Le premier nom de ville lu dans un livre, comme j’ai peine à m’en souvenir, peut-être était-ce dans un conte, et le narrateur disait seulement la ville, ce qui laissait toute liberté d’imaginer la ville comme on voulait. Mais justement qu’imaginais-tu porté par la sonorité de ce simple mot, t’en souviens-tu… difficile, ténu, sinueux le chemin du retour , afin de pouvoir soudain s’engager, le front presque libre, mais en maintenant la vigilance de ne pas glisser d’un côté ou l’autre dans une pensée qui tire sa substance d’autres lectures plus tardives ou des villes réellement traversées.
Ville comme dans l’histoire du rat des villes comme champs comme dans le rat des champs. Et rat aussitôt fait glisser la bille translucide du souvenir soudain vers la frontière, elle prend son élan, saute le le Rhin et roule comme un bolide vers Hamelin.
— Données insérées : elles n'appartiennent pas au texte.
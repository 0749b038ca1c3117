use perpwatch::api;
use perpwatch::config::Config;
use perpwatch::datasource::JupiterRpcSource;
use perpwatch::domain::InstrumentTable;
use perpwatch::notify::TelegramSink;
use perpwatch::orchestration::Poller;
use std::net::SocketAddr;
use std::sync::Arc;
use std::time::Duration;

#[tokio::main]
async fn main() {
    // Initialize tracing
    tracing_subscriber::fmt()
        .with_env_filter(
            tracing_subscriber::EnvFilter::from_default_env()
                .add_directive(tracing_subscriber::filter::LevelFilter::INFO.into()),
        )
        .init();

    // Load configuration
    let config = match Config::from_env() {
        Ok(cfg) => cfg,
        Err(e) => {
            eprintln!("Configuration error: {}", e);
            std::process::exit(1);
        }
    };

    tracing::info!(
        wallet = %config.wallet_address,
        interval_secs = config.poll_interval_secs,
        recipients = config.telegram_allowed_users.len(),
        "starting PnL monitoring"
    );

    let source = Arc::new(JupiterRpcSource::new(config.rpc_url.clone()));
    let sink = Arc::new(TelegramSink::new(
        config.telegram_bot_token.clone(),
        config.telegram_allowed_users.clone(),
    ));
    let poller = Arc::new(Poller::new(
        source.clone(),
        source,
        sink,
        InstrumentTable::jupiter_mainnet(),
        config.wallet_address.clone(),
        Duration::from_secs(config.poll_interval_secs),
    ));

    tokio::spawn({
        let poller = poller.clone();
        async move { poller.run().await }
    });

    // Liveness endpoints
    let app = api::create_router(api::AppState::new());
    let addr = SocketAddr::from(([0, 0, 0, 0], config.port));
    let listener = match tokio::net::TcpListener::bind(&addr).await {
        Ok(l) => l,
        Err(e) => {
            eprintln!("Failed to bind to {}: {}", addr, e);
            std::process::exit(1);
        }
    };

    tracing::info!("Server listening on {}", addr);

    if let Err(e) = axum::serve(listener, app).await {
        eprintln!("Server error: {}", e);
        std::process::exit(1);
    }
}
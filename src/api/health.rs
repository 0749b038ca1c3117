use super::AppState;
use axum::extract::State;
use axum::Json;

pub async fn status(State(state): State<AppState>) -> Json<serde_json::Value> {
    Json(serde_json::json!({
        "status": "running",
        "service": "perpwatch",
        "uptime_seconds": state.started_at.elapsed().as_secs(),
    }))
}

pub async fn health() -> Json<serde_json::Value> {
    Json(serde_json::json!({"status": "healthy"}))
}

#[cfg(test)]
mod tests {
    use super::*;

    #[tokio::test]
    async fn test_health_returns_healthy() {
        let Json(body) = health().await;
        assert_eq!(body["status"], "healthy");
    }

    #[tokio::test]
    async fn test_status_reports_uptime() {
        let Json(body) = status(State(AppState::new())).await;
        assert_eq!(body["status"], "running");
        assert_eq!(body["service"], "perpwatch");
        assert!(body["uptime_seconds"].is_u64());
    }
}
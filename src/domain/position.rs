//! Position and oracle price records as fetched from chain, and the valued
//! form produced by the valuator.

use super::decimal::Decimal;
use super::primitives::{AccountKey, Side};

/// An open perpetuals position, decoded from its on-chain account.
///
/// All USD amounts and the entry price are fixed-point integers with 6
/// implied decimal places. Immutable once fetched.
#[derive(Debug, Clone, PartialEq, Eq)]
pub struct Position {
    /// Custody account selecting which instrument is held.
    pub custody: AccountKey,
    pub side: Side,
    /// Average entry price, scale 6.
    pub entry_price: u64,
    /// Position size in USD, scale 6. Open positions have size > 0.
    pub size_usd: u64,
    /// Locked collateral in USD, scale 6. Must be > 0.
    pub collateral_usd: u64,
    /// Realized PnL in USD, scale 6. Informational only; not part of the
    /// unrealized-PnL math.
    pub realized_pnl_usd: i64,
}

/// A price read from an oracle feed account.
///
/// `price` is scaled by 10^exponent relative to a whole-unit price, so the
/// feed's own decimal convention travels with the value and is rescaled to
/// the 6-decimal frame before any comparison with an entry price.
#[derive(Debug, Clone, Copy, PartialEq, Eq)]
pub struct OraclePrice {
    pub price: i64,
    pub exponent: i32,
}

/// A position valued against a live oracle price.
///
/// Every field is a display figure: descaled to whole USD (or percent) and
/// rounded to 2 decimal places. Signed quantities keep their sign; the
/// report derives the +/- prefix from [`ValuedPosition::is_profit`], not
/// from intermediate raw PnL. Recomputed every poll cycle, never persisted.
#[derive(Debug, Clone, PartialEq, Eq)]
pub struct ValuedPosition {
    pub display_name: String,
    pub side: Side,
    pub entry_price_usd: Decimal,
    pub current_price_usd: Decimal,
    pub size_usd: Decimal,
    pub collateral_usd: Decimal,
    pub pnl_before_fees: Decimal,
    pub opening_fee: Decimal,
    pub closing_fee: Decimal,
    pub total_fees: Decimal,
    pub pnl_after_fees: Decimal,
    pub pnl_after_fees_percent: Decimal,
}

impl ValuedPosition {
    /// True when the position is in profit after fees. Drives the +/- and
    /// up/down indicators through the whole report.
    pub fn is_profit(&self) -> bool {
        self.pnl_after_fees.is_positive()
    }
}
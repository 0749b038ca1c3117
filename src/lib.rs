pub mod api;
pub mod config;
pub mod datasource;
pub mod domain;
pub mod notify;
pub mod orchestration;
pub mod valuation;

pub use config::{Config, ConfigError};
pub use datasource::{
    JupiterRpcSource, MockChainSource, OracleSource, PositionSource, SourceError,
};
pub use domain::{
    AccountKey, Decimal, InstrumentInfo, InstrumentTable, OraclePrice, Position, Side,
    ValuedPosition,
};
pub use notify::{NotificationSink, NotifyError, RecordingSink, TelegramSink};
pub use orchestration::{CycleError, Poller};
pub use valuation::{PortfolioSummary, Report, ValuationError};
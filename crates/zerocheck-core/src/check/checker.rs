//! Zero-Value Checker
//!
//! Decides whether a value equals the zero value of its kind.
//! Checking is pure: no state is kept between calls.

use tracing::{debug, trace};

use crate::config::CheckConfig;
use crate::error::{PathSegment, ValuePath, ZeroError, ZeroResult};
use crate::value::Value;

/// Stateless zero-value predicate
#[derive(Debug, Clone, Default)]
pub struct ZeroChecker {
    config: CheckConfig,
}

impl ZeroChecker {
    pub fn new(config: CheckConfig) -> Self {
        ZeroChecker { config }
    }

    pub fn config(&self) -> &CheckConfig {
        &self.config
    }

    /// Report whether `value` is the zero value of its kind.
    ///
    /// Arrays and records are zero when every element is zero. They are walked
    /// in full, so an invalid value anywhere inside fails the whole check.
    /// References are zero only when unset; the target is not inspected.
    ///
    /// Recurses once per nesting level with no depth limit: extremely deep
    /// nesting can exhaust the thread's stack.
    pub fn is_zero(&self, value: &Value) -> ZeroResult<bool> {
        match self.check(value) {
            Ok(zero) => {
                trace!(kind = %value.kind(), zero, "checked value");
                Ok(zero)
            }
            Err(path) => {
                debug!(%path, "invalid value");
                Err(ZeroError::InvalidValue { path })
            }
        }
    }

    fn check(&self, value: &Value) -> Result<bool, ValuePath> {
        match value {
            Value::Invalid => Err(ValuePath::root()),
            Value::Bool(b) => Ok(!b),
            Value::Int(n) => Ok(*n == 0),
            Value::Uint(n) => Ok(*n == 0),
            Value::Float(x) => Ok(self.config.float_zero.is_zero(*x)),
            Value::Str(s) => Ok(s.is_empty()),
            Value::Ref(target) => Ok(target.is_none()),
            Value::Array(items) => {
                let mut zero = true;
                for (idx, item) in items.iter().enumerate() {
                    zero &= self
                        .check(item)
                        .map_err(|path| path.within(PathSegment::Index(idx)))?;
                }
                Ok(zero)
            }
            Value::Record(record) => {
                let mut zero = true;
                for field in record.fields() {
                    zero &= self
                        .check(&field.value)
                        .map_err(|path| path.within(PathSegment::Field(field.name.clone())))?;
                }
                Ok(zero)
            }
        }
    }
}

/// Check `value` with the default configuration
pub fn is_zero(value: &Value) -> ZeroResult<bool> {
    ZeroChecker::default().is_zero(value)
}

#[cfg(test)]
mod tests {
    use super::*;
    use crate::config::FloatZero;
    use crate::value::Record;

    #[test]
    fn scalars_compare_to_their_zero() {
        assert_eq!(is_zero(&Value::Int(0)), Ok(true));
        assert_eq!(is_zero(&Value::Int(-4)), Ok(false));
        assert_eq!(is_zero(&Value::Uint(0)), Ok(true));
        assert_eq!(is_zero(&Value::Float(0.0)), Ok(true));
        assert_eq!(is_zero(&Value::Float(f64::NAN)), Ok(false));
        assert_eq!(is_zero(&Value::Bool(false)), Ok(true));
        assert_eq!(is_zero(&Value::Bool(true)), Ok(false));
        assert_eq!(is_zero(&Value::from("")), Ok(true));
        assert_eq!(is_zero(&Value::from(" ")), Ok(false));
    }

    #[test]
    fn present_reference_is_never_zero() {
        assert_eq!(is_zero(&Value::null_ref()), Ok(true));
        assert_eq!(is_zero(&Value::ref_to(0)), Ok(false));
        assert_eq!(is_zero(&Value::ref_to(Value::Invalid)), Ok(false));
    }

    #[test]
    fn bitwise_rule_rejects_negative_zero() {
        let checker = ZeroChecker::new(CheckConfig {
            float_zero: FloatZero::Bitwise,
        });
        assert_eq!(checker.is_zero(&Value::Float(-0.0)), Ok(false));
        assert_eq!(is_zero(&Value::Float(-0.0)), Ok(true));
    }

    #[test]
    fn invalid_after_nonzero_field_still_fails() {
        let record = Record::new()
            .with_field("A", 1)
            .with_field("B", vec![Value::Int(0), Value::Invalid]);
        let err = is_zero(&Value::from(record)).unwrap_err();
        assert_eq!(err.to_string(), "invalid value at $.B[1]: kind has no payload");
    }

    #[test]
    fn top_level_invalid_reports_root() {
        let err = is_zero(&Value::Invalid).unwrap_err();
        match err {
            ZeroError::InvalidValue { path } => assert!(path.is_root()),
        }
    }
}
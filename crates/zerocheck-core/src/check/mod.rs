pub mod checker;

pub use checker::{is_zero, ZeroChecker};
Que représente Hamelin déjà sinon l’hostilité et la peur des braves gens à la fantaisie. De cette ville là qui s’évanouit déjà pour laisser place à Brême et à cette fraternité d’animaux qui réunit le coq et l’âne, cet âne comme il te ressemblait quand il s’agissait de sauver sa peau, de fuir la maison familiale, rêver de devenir musicien.Copenhague serait la prochaine ville, si la mémoire suivait une logique, si celle-ci ondulante ne me rappelait Ondine, dite aussi la petite Sirène d’Andersen… mais cette ville n’est pas évoquée dans cette histoire, voilà bien l’exemple de la difficulté de ne pas glisser. Niels Holgerson chevauchant son vieux jars Martin voyait-il une ville quelconque au dessous d’eux, s’intéressait il vraiment à toutes les régions de Suede traversées, ou bien était-il comme moi à fixer toujours un horizon lointain, refusant toute idée de géographie, parce que trop scolaire, parce que c’était du devoir. D’ailleurs même à ce jour, à part la capitale je serais totalement unfichu de citer la moindre ville de suède comme ça, de mémoire. Mais déjà je disserte, digresse, et le fil de la mémoire s’effiloche, vexé sans doute de ma tendance naturelle à vouloir m’en écarter, pour ne pas revivre sans doute des moments pénibles. Au secours Michel Strogoff alors et tout de suite Nijni Novgorod apparaît suivie de près par Marco Polo et Gorki. Peut-être est-ce seulement à cela qu’il convient de se tenir au dessus du vide, aux mots, aux noms des personnages qui une fois prononcés s’écarteront et indiqueront en silence d’un geste la prochaine ville, bon sang toutes ces villes à partir de là Zanzibar, Samarcande , d’Istanbul à Bagdad, d’Isfahan à Srinagar, Lassa, et cette ville imaginaire soit- disant Shambhala où se trouve le roi du Monde. Mais trop facile encore il faut encore plus se rassembler au plus profond de soi, écouter avec un plus grand silence encore la sonorité des mots, car ces villes écrites ou prononcées déclenchaient encore des univers de sensations, de formes de couleurs, voire même des odeurs. C’est ce temps là sans doute qui contient déjà en germe la façon dont plus tard on laissera pénétrer en soi des noms de villes plus modernes, que l’on structurera un peu plus sa pensée vis à vis d’elles. Les rendant à la fois plus réels si on veut mais d’autant plus lointaines, étrangères, froides souvent ou simplement décors de tous les bégaiements de nos sempiternelles histoires.
J’aurais pu comme toi évoquer mes lectures d’enfance et les villes qu’elles contenaient, mais je m’aperçois que je ne m’y intéressais pas. J’avais trop à faire avec ce qu’il y avait à lire dans les paysages dans et autour du village. Je n’ai jamais voulu fuir ma famille. J’ai toujours lu dès l’année avant le CP je lalousais mes frères.Chaque livre n’était qu’une étape, je revenais en arrière si j’avais mal compris ou si le plaisir de lecture me ramenait les émotions que je recherchais.Je pense notamment à cette Ballerone de Majorque, qui se passait dans un pays très chaud et qui me faisait fantasmer ( deux enfants un frère et une soeur y vivaient seuls dans la misère et s’étaient tirés d’affaire…) Je crois que je suis une indécrottable casanière, je fais partie des êtres qui aiment demeurer en faction pour garder la maison intacte. Mes lectures servent à cela. Je ne lis pas pour m’amuser. J’aime la beauté des textes, leur profondeur, leur élégange simple, leur capacité à relier les destins. Pour autant, tes lectures me sont familières, je les aussi traversées. Même si je note ta lassitude à évoquer ces lectures qui ne recèlent que « de nos sempiternelles histoires. » Mais ce ne sont pas toujours les mêmes justement.